I was able to attend the Seawall Open House last week at City Hall where Deputy Mayor Darryl Smith and department staff explained the goals for the seawall replacement, its proposed funding plan, and general information on the waterfront.
Here is a brief of what they presented:
The Purpose of the Alaskan Way Seawall
The central seawall, originally constructed between 1911 and 1936, extends along the western edge of downtown Seattle. It provides structural support to surface streets, the Alaskan Way Viaduct, buildings, and utilities. If the seawall were to fail, sections of the viaduct and adjacent structures and utilities could collapse or become unsafe, damaging Seattle’s waterfront and potentially resulting in loss of life.
The Urgent Need to Replace the Seawall
Seattle’s seawall is showing considerable effects of its age and exposure to the corrosive marine environment. In 2002, SDOT discovered that 40-50% of the timber relieving platform that supports the seawall and street is significantly damaged because of age, the effects of tidal erosion, and subsequent harm caused by marine borers and earthquakes. Results of this study also indicated that 90% of the structure’s cap beams show some degree of deterioration and only 10% were fully intact.

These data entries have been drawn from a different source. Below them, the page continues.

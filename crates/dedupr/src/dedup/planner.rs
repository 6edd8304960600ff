//! Chooses a matching tier and blocking rules from classified columns.

use std::collections::BTreeMap;
use std::str::FromStr;

use serde::{Deserialize, Serialize};
use tracing::{debug, info};

use crate::classifier::{ClassifierId, ClassifierRegistry, ComparatorSpec, DatasetType};
use crate::dataset::ColumnDef;
use crate::error::PlanningFailure;

use super::rules::{BlockExpr, BlockingRule, Tier, rules_for};
use super::spec::{BoundBlockingRule, BoundPredicate, MatchSpec};

/// Default probability at or above which a scored pair is linked.
pub const DEFAULT_MATCH_THRESHOLD: f64 = 0.5;

/// Which tier the planner may choose.
#[derive(Debug, Clone, Copy, Default, PartialEq, Eq, Serialize, Deserialize)]
#[serde(rename_all = "snake_case")]
pub enum TierPreference {
    /// Deterministic whenever a deterministic rule applies, else probabilistic.
    #[default]
    Auto,
    /// Only deterministic rules.
    Deterministic,
    /// Always the probabilistic tier, blocking on every satisfiable rule.
    Probabilistic,
}

impl FromStr for TierPreference {
    type Err = String;

    fn from_str(s: &str) -> Result<Self, Self::Err> {
        match s.trim().to_ascii_lowercase().as_str() {
            "auto" => Ok(TierPreference::Auto),
            "deterministic" => Ok(TierPreference::Deterministic),
            "probabilistic" => Ok(TierPreference::Probabilistic),
            other => Err(format!("Invalid tier preference: {}", other)),
        }
    }
}

/// Planner configuration.
#[derive(Debug, Clone, PartialEq)]
pub struct PlannerConfig {
    pub tier_preference: TierPreference,
    /// Match probability threshold passed to probabilistic matchers.
    pub match_threshold: f64,
}

impl Default for PlannerConfig {
    fn default() -> Self {
        Self {
            tier_preference: TierPreference::Auto,
            match_threshold: DEFAULT_MATCH_THRESHOLD,
        }
    }
}

impl PlannerConfig {
    pub fn with_tier_preference(mut self, tier_preference: TierPreference) -> Self {
        self.tier_preference = tier_preference;
        self
    }

    pub fn with_match_threshold(mut self, match_threshold: f64) -> Self {
        self.match_threshold = match_threshold;
        self
    }
}

/// Builds a [`MatchSpec`] from classified column definitions.
#[derive(Debug, Clone)]
pub struct DeduplicationPlanner<'r> {
    registry: &'r ClassifierRegistry,
    config: PlannerConfig,
}

impl<'r> DeduplicationPlanner<'r> {
    /// Create a planner with default configuration.
    pub fn new(registry: &'r ClassifierRegistry) -> Self {
        Self::with_config(registry, PlannerConfig::default())
    }

    /// Create a planner with custom configuration.
    pub fn with_config(registry: &'r ClassifierRegistry, config: PlannerConfig) -> Self {
        Self { registry, config }
    }

    pub fn config(&self) -> &PlannerConfig {
        &self.config
    }

    /// Plan deduplication over the eligible columns.
    ///
    /// Only columns whose classifier is allowed for `dataset_type` take part.
    /// When two eligible columns share a classifier, the first in column
    /// order is used.
    pub fn plan(
        &self,
        columns: &[ColumnDef],
        eligible_column_ids: &[String],
        dataset_type: DatasetType,
    ) -> Result<MatchSpec, PlanningFailure> {
        if eligible_column_ids.is_empty() {
            return Err(PlanningFailure::NoColumnsSelected);
        }

        let classified = self.classified_columns(columns, eligible_column_ids, dataset_type);
        if classified.is_empty() {
            return Err(PlanningFailure::NoClassifiedColumns);
        }

        let satisfiable: Vec<&BlockingRule> = rules_for(dataset_type)
            .iter()
            .filter(|rule| rule.is_satisfiable(|id| classified.contains_key(&id)))
            .collect();
        for rule in &satisfiable {
            debug!(rule = rule.name, tier = %rule.tier, "Blocking rule satisfiable");
        }
        if satisfiable.is_empty() {
            return Err(PlanningFailure::NoMatchingRules);
        }

        let deterministic: Vec<&BlockingRule> = satisfiable
            .iter()
            .copied()
            .filter(|rule| rule.tier == Tier::Deterministic)
            .collect();
        let probabilistic: Vec<&BlockingRule> = satisfiable
            .iter()
            .copied()
            .filter(|rule| rule.tier == Tier::Probabilistic)
            .collect();

        let (tier, rules) = match self.config.tier_preference {
            TierPreference::Auto if !deterministic.is_empty() => (Tier::Deterministic, deterministic),
            TierPreference::Auto => (Tier::Probabilistic, probabilistic),
            TierPreference::Deterministic if deterministic.is_empty() => {
                return Err(PlanningFailure::NoMatchingRules);
            }
            TierPreference::Deterministic => (Tier::Deterministic, deterministic),
            TierPreference::Probabilistic => (Tier::Probabilistic, satisfiable),
        };

        let comparators = match tier {
            Tier::Deterministic => Vec::new(),
            Tier::Probabilistic => {
                let comparators = self.comparators(columns, &classified);
                if comparators.is_empty() {
                    return Err(PlanningFailure::NoComparisons);
                }
                comparators
            }
        };

        let blocking_rules: Vec<BoundBlockingRule> = rules
            .into_iter()
            .map(|rule| bind_rule(rule, &classified))
            .collect();

        info!(
            %dataset_type,
            %tier,
            rules = blocking_rules.len(),
            comparators = comparators.len(),
            "Planned deduplication"
        );

        Ok(MatchSpec {
            dataset_type,
            tier,
            blocking_rules,
            comparators,
            match_threshold: self.config.match_threshold,
        })
    }

    /// Map each usable classifier to the first eligible column carrying it.
    fn classified_columns<'c>(
        &self,
        columns: &'c [ColumnDef],
        eligible_column_ids: &[String],
        dataset_type: DatasetType,
    ) -> BTreeMap<ClassifierId, &'c str> {
        let mut classified = BTreeMap::new();
        for column in columns {
            if !eligible_column_ids.iter().any(|id| *id == column.id) {
                continue;
            }
            let Some(classification) = column.classification else {
                continue;
            };
            if !self
                .registry
                .get(classification)
                .is_some_and(|c| c.allows(dataset_type))
            {
                debug!(column = %column.id, %classification, "Classification not usable for dataset type");
                continue;
            }
            classified.entry(classification).or_insert(column.id.as_str());
        }
        classified
    }

    /// Comparators of the classified columns, in column order.
    fn comparators(
        &self,
        columns: &[ColumnDef],
        classified: &BTreeMap<ClassifierId, &str>,
    ) -> Vec<ComparatorSpec> {
        columns
            .iter()
            .filter_map(|column| {
                let classification = column.classification?;
                if classified.get(&classification) != Some(&column.id.as_str()) {
                    return None;
                }
                self.registry
                    .bind(classification, &column.id)?
                    .comparator_spec()
            })
            .collect()
    }
}

fn bind_rule(rule: &BlockingRule, classified: &BTreeMap<ClassifierId, &str>) -> BoundBlockingRule {
    // Only satisfiable rules are bound, so every placeholder resolves.
    let column = |id: ClassifierId| classified.get(&id).copied().unwrap_or_default().to_string();
    let predicate = match rule.expression {
        BlockExpr::Exact { columns } => BoundPredicate::Exact {
            column_ids: columns.iter().map(|id| column(*id)).collect(),
        },
        BlockExpr::Pair {
            left,
            right,
            predicate,
        } => BoundPredicate::Pair {
            left: column(left),
            right: column(right),
            predicate,
        },
    };
    BoundBlockingRule {
        name: rule.name,
        tier: rule.tier,
        predicate,
    }
}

The major risk facing the Alaskan Way seawall is its seismic vulnerability. When the seawall was originally designed and constructed, engineers did not account for seismic events in their design so the existing seawall structure cannot resist seismic forces associated with earthquakes of the magnitude experienced in this region.
Shortly after the 2001 Nisqually earthquake, a 100 foot long by 10 foot wide section of the Alaskan Way surface street settled, exposing additional problems with the seawall, Soil held back by the seawall is likely to liquefy in earthquakes, which is what occurred along this section of the waterfront. The current seawall is unable to prevent this liquefied soil from leaking out into the water, jeopardizing structures built nearby. The likelihood of another seismic event occurring within the next 10 yrs could significantly damage the seawall is one in 10. A study conducted by external structural engineers revealed that another major earthquake would likely cause te seawall to fail. (See this VIDEO)
All subsequent seawall investigations and inspections conducted by the City of Seattle have shown that the seawall continues to deteriorate despite regular maintenance. Marine organisms called gribbles are eating away at the timbers that support the seawall. Inspections conducted in 2005 also found new seawall damage from another marine organisms called the shipworm. They have damaged approx. 55% of the wood panels that protect portions of the seawall. This damage means that even without an earthquake, there is a risk of localized collapses of the sidewalk and street.
SDOT actively monitors the seawall, but the deteriorated condition over time has increased the city’s annual required maintenance and repairs. Since the Nisqaully earthquake, the city had committed over $3 million to temporary repairs of the seawall, which have not dealt with the seismic vulnerability of the seawall.
Design and Permitting
On Nov 18th, 2009, SDOT requested Statements of Qualifications from consultants with experience in innovative seawall design and construction, engineering, environmental analysis and documentation, economic analysis and public involvement. Applications were received earlier in January and a consultant team will be selected and retained in March 2010. Conceptual design will begin in April and will overlap with the Central Waterfront design to ensure the best option for the seawall.
Design of the seawall will be coordinated with the Central Waterfront design and planning process in order to fully integrate seawall design concepts with the waterfront public space and Alaskan Way surface street design.
SDOT is looking to replace the seawall with a long-term solution that meets seismic standards, improves habitat, and provides effective protection for the public, waterfront facilities, and economic activities.
Mayor McGinn’s Seawall Proposal
On Jan 14, 2010, Mayor McGinn announced his intent to accelerate seawall design, permitting and construction, with the goal of completing the project in 4 years instead of the previously scheduled 6 years. Extensive federal, state, and local permitting requirements complicate timely project completion, but SDOT is accelerating work under the city’s control to replace the seawall as soon as possible.
As part of his announcement, McGinn also proposed a May 2010 election on a $242.8 million bond to fund the project. Legislation will be transmitted to the council for consideration in February.
I was impressed the City of Seattle is tackling this problem head on and actually talked a lot about creating habitat along the seawall. They mentioned the habitat enhancement seawall test panels they have been monitoring with UW research scientists and their want to keep that as a key role of the seawall.